Directions for this task:
Could you copy every line of the data that contains "matches"?
** Opening The data block **
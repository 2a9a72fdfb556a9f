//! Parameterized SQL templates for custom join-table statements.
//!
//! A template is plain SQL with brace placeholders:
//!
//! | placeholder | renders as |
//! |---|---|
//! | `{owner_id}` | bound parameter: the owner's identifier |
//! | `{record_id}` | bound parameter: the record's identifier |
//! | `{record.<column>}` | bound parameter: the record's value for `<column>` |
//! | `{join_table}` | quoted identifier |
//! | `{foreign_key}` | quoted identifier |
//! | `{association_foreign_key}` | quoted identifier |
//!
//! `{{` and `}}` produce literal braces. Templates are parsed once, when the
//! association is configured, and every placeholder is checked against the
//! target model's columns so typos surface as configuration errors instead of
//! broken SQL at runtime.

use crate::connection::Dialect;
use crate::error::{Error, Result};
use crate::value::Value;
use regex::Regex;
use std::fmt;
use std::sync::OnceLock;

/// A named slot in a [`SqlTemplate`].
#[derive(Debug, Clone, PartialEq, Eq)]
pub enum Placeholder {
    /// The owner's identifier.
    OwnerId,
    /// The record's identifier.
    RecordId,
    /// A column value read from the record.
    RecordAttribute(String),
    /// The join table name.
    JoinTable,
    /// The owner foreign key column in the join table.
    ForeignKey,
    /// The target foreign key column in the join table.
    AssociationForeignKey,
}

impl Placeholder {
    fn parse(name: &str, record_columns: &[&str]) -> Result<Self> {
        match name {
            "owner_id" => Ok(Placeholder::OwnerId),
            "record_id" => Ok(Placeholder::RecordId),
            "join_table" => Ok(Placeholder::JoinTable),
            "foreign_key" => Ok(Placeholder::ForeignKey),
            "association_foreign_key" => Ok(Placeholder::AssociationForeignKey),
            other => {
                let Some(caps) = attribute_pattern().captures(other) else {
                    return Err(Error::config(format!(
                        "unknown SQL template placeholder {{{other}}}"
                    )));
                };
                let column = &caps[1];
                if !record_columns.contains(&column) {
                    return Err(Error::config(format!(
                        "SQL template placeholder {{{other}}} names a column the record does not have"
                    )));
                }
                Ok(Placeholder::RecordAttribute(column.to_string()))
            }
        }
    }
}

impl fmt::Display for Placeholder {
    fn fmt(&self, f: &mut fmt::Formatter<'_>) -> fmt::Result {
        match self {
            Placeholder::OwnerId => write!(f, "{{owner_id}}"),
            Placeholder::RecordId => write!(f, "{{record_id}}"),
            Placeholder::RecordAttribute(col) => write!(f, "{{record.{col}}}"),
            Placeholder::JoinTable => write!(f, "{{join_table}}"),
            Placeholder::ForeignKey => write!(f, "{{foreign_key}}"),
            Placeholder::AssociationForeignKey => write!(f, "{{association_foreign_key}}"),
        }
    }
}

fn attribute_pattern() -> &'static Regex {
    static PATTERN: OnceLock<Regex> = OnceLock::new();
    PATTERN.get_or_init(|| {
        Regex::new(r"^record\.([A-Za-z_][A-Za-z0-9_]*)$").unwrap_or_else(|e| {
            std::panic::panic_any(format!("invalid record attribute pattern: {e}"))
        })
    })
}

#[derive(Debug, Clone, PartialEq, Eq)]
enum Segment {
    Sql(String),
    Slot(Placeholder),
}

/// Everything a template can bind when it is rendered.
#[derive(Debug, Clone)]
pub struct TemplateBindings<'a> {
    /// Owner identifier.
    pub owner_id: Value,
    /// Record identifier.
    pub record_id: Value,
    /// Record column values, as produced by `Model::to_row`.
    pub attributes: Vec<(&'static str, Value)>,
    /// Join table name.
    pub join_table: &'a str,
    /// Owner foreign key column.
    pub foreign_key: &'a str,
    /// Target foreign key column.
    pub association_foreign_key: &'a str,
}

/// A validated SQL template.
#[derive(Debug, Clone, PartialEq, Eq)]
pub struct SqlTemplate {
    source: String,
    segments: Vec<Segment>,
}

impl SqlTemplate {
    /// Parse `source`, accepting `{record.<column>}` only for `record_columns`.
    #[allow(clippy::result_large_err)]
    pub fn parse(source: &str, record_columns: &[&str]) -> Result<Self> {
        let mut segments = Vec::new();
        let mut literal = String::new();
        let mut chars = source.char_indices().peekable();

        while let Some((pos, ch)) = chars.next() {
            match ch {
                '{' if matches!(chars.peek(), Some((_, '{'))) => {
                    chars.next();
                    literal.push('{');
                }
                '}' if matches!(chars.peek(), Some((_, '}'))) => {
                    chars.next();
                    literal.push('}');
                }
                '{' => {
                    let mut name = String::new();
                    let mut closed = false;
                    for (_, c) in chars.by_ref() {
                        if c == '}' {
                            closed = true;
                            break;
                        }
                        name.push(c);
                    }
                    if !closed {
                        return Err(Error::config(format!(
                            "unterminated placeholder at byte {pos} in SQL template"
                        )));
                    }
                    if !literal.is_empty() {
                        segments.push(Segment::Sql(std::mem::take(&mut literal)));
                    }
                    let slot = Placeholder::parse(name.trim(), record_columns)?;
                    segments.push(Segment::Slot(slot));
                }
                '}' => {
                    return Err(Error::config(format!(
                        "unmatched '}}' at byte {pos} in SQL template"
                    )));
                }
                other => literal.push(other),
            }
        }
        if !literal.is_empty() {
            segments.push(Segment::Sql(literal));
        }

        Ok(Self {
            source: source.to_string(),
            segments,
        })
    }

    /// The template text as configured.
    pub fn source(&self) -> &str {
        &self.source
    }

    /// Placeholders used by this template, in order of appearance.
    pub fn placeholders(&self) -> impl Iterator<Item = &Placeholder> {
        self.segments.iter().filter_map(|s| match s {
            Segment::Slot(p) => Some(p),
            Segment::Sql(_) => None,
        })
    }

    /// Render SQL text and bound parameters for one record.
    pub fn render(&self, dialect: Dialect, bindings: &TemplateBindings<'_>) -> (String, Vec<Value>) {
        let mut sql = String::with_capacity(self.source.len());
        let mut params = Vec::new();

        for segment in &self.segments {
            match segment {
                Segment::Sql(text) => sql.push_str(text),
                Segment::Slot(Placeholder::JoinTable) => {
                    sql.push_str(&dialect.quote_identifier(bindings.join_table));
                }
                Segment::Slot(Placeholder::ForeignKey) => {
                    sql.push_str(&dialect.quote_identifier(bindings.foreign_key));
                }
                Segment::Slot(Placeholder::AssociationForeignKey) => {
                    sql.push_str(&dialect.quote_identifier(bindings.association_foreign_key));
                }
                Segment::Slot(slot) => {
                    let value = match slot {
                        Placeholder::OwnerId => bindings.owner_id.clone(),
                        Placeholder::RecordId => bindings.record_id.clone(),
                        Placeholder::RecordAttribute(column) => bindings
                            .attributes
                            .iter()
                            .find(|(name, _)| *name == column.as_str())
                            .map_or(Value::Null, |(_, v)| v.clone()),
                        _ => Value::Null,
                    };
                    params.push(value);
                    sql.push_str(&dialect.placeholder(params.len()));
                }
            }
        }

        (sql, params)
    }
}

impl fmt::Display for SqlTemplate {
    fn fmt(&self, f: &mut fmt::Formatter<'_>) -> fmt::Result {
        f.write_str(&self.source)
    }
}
** Closing The data block **
Answer for this exercise:
                '{' if matches!(chars.peek(), Some((_, '{'))) => {
                '}' if matches!(chars.peek(), Some((_, '}'))) => {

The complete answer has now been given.